Moderator: Charlie Phillips
PigBloodCake wrote:Get ready for a USD pop that'll definitely destroy your portfolio.
AUD now lower than parity with USD (so much for that China roaring....more like roaring 20s before the you-know-what).
Could this be another rinse, lather, and repeat (QE)?
Come on Fisher....do you magic....force the bald head to scrap more QEs which don't do shit except to bankrupt savers.
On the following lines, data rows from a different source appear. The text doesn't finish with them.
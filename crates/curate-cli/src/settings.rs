//! Layered runtime settings: an optional TOML file overlaid by `CURATE_*`
//! environment variables.

use std::path::{Path, PathBuf};

use anyhow::Context as _;
use curate_queue::DEFAULT_CHUNK_SIZE;
use serde::Deserialize;

/// Runtime configuration, deserialised from `curate.toml` and the
/// environment.
#[derive(Debug, Clone, Deserialize)]
pub struct Settings {
  #[serde(default = "default_chunk_size")]
  pub chunk_size: usize,
  /// Codex JSON file. The built-in codex is used when unset.
  #[serde(default)]
  pub codex_path: Option<PathBuf>,
  #[serde(default)]
  pub annotator:  AnnotatorSettings,
}

/// How to launch the external annotator process.
#[derive(Debug, Clone, Default, Deserialize)]
pub struct AnnotatorSettings {
  #[serde(default)]
  pub command:      String,
  #[serde(default)]
  pub args:         Vec<String>,
  /// Per-batch limit; no limit when unset.
  #[serde(default)]
  pub timeout_secs: Option<u64>,
}

impl Default for Settings {
  fn default() -> Self {
    Self {
      chunk_size: DEFAULT_CHUNK_SIZE,
      codex_path: None,
      annotator:  AnnotatorSettings::default(),
    }
  }
}

fn default_chunk_size() -> usize { DEFAULT_CHUNK_SIZE }

impl Settings {
  /// Read `path` (if it exists) and `CURATE_*` variables, e.g.
  /// `CURATE_ANNOTATOR__COMMAND`.
  pub fn load(path: &Path) -> anyhow::Result<Self> {
    config::Config::builder()
      .add_source(config::File::from(path).required(false))
      .add_source(
        config::Environment::with_prefix("CURATE")
          .prefix_separator("_")
          .separator("__")
          .list_separator(" ")
          .with_list_parse_key("annotator.args")
          .try_parsing(true),
      )
      .build()
      .context("failed to read config file")?
      .try_deserialize()
      .context("failed to deserialise Settings")
  }
}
headhonchoII wrote:These things are kind of hard to predict. Japan has a really strong yen but it's economy is not in good shape. The USD is getting stronger but the economy is only sputtering along while debt climbs. Even with QE3 I would expect the USD to get stronger not weaker though, as flight to safety continues. The interesting thing about QE1 and QE2 is that most of the money did not actually make it into the real world, it just propped up balance sheets or boosted stock and asset values. There does seem to be a direct correlation between QE and stock indices but not with currency valuation.
The Taiwan NTD is getting stronger relative to many other Western currencies, but it has a limitation due to its export oriented economy. The Franc was devalued overnight to keep a type of parity with the Euro.
The only thing I can recommend is diversification, but I would stay away from certain currencies for sure, primarily the Euro and the Aussie dollar!